What is expected: Check every line below for the word "impl" and copy the ones that have it.

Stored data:
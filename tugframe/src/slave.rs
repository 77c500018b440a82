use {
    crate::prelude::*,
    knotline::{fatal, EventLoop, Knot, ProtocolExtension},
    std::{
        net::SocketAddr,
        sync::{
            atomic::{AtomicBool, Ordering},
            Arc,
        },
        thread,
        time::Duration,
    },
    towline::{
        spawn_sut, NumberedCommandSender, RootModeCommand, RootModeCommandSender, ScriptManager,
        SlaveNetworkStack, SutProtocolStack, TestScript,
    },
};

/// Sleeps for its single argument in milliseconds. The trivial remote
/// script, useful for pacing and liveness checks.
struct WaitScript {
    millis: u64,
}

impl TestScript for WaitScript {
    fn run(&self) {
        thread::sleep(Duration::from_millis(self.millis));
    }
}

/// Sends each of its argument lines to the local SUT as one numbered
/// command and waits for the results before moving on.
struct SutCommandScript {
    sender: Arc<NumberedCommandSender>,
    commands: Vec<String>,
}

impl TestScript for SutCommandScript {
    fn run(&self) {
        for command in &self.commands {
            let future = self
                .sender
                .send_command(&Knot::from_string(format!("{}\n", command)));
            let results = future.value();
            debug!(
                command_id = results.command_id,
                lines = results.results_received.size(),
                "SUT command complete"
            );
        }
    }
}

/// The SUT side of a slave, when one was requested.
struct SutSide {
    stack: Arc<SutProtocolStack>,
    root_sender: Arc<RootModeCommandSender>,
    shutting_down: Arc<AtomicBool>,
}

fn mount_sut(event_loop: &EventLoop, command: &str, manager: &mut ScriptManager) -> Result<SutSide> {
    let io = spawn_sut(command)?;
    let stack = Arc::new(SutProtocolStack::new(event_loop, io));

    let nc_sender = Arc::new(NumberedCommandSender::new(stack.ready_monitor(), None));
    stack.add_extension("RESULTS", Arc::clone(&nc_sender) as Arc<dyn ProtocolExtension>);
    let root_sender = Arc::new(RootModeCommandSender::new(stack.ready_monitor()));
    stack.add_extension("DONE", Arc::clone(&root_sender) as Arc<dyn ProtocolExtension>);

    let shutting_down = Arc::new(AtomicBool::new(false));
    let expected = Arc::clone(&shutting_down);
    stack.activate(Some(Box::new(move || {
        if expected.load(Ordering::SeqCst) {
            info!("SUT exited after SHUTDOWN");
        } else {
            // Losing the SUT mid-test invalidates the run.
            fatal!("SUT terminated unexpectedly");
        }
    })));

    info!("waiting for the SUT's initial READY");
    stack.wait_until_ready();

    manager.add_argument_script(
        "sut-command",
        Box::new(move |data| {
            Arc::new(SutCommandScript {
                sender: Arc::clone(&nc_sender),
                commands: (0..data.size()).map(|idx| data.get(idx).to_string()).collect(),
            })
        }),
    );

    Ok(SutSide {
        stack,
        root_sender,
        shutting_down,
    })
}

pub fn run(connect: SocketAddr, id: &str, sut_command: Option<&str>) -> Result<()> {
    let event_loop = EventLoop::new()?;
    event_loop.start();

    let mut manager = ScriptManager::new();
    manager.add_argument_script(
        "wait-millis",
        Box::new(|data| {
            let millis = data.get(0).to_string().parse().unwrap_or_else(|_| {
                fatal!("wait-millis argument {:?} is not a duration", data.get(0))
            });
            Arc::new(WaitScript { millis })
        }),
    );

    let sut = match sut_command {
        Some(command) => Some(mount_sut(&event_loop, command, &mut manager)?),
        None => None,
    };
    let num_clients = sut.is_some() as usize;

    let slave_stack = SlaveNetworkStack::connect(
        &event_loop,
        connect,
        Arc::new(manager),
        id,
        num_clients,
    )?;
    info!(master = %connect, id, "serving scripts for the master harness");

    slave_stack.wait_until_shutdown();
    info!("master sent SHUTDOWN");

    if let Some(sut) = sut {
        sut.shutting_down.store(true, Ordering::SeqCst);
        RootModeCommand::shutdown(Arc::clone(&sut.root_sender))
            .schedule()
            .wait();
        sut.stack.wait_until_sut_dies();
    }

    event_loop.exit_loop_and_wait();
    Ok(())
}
--
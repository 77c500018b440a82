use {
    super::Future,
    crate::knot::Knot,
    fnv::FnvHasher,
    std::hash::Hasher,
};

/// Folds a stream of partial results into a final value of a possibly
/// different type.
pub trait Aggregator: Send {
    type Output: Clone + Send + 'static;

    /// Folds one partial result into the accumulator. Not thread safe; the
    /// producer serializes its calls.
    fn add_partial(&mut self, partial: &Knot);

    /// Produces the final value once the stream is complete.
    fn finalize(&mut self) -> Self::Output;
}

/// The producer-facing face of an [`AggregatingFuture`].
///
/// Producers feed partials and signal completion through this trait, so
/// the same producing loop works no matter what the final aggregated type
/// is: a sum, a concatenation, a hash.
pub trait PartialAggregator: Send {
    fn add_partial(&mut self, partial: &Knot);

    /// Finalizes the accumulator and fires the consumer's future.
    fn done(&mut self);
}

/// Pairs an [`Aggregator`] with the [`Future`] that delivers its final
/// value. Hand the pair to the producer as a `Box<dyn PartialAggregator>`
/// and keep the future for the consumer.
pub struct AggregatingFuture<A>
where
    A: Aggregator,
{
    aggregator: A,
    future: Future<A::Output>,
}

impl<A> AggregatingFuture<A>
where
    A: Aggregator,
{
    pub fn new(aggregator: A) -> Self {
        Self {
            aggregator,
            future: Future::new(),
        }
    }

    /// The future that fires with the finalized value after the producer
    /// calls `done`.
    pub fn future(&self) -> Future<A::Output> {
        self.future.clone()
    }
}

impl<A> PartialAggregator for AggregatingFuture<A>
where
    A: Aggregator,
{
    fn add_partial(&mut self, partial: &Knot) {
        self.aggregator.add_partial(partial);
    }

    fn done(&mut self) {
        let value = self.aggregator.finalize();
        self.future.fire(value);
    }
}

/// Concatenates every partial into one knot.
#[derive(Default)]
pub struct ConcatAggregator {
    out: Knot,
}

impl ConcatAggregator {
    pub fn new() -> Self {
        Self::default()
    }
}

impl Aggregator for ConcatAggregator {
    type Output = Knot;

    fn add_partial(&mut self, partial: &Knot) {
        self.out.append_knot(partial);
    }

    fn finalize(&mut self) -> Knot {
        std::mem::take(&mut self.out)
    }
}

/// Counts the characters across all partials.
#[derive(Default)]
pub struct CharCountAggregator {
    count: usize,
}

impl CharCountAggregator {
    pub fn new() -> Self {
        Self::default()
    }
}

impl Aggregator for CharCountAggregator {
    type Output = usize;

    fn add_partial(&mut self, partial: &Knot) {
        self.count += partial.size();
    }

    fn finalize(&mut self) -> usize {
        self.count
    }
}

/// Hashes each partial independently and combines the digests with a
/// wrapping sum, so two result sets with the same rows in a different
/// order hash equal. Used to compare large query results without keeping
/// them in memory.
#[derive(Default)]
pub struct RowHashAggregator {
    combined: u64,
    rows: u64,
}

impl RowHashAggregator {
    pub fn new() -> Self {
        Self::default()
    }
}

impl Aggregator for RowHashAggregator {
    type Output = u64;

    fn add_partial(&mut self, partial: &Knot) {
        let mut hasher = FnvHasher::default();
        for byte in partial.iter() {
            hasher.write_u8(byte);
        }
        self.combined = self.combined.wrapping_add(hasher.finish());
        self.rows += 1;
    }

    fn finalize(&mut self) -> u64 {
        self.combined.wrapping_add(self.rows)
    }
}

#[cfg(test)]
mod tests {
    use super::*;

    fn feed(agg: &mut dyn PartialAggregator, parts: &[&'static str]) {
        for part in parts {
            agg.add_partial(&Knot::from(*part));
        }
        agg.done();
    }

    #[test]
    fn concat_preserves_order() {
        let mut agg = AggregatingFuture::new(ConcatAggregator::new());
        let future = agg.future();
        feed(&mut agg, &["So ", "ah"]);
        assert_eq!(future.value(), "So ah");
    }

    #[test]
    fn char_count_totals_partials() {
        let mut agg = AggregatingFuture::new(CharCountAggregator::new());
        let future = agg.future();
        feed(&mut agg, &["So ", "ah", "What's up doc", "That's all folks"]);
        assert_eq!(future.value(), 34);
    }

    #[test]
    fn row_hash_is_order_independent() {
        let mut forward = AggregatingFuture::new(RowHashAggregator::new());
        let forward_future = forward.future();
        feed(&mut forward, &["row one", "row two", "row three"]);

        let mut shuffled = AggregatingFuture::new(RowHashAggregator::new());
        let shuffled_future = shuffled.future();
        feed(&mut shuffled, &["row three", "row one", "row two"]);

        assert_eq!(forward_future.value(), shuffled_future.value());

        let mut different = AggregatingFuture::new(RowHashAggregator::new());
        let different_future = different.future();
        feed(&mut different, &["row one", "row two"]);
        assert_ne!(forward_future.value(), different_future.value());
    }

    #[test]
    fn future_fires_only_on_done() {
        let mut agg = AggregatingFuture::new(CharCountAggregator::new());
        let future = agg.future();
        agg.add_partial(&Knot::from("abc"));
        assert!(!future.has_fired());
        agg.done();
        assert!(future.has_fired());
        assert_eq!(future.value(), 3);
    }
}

Solution for this problem:
impl TestScript for WaitScript {
impl TestScript for SutCommandScript {
impl<A> AggregatingFuture<A>
impl<A> PartialAggregator for AggregatingFuture<A>
impl ConcatAggregator {
impl Aggregator for ConcatAggregator {
impl CharCountAggregator {
impl Aggregator for CharCountAggregator {
impl RowHashAggregator {
impl Aggregator for RowHashAggregator {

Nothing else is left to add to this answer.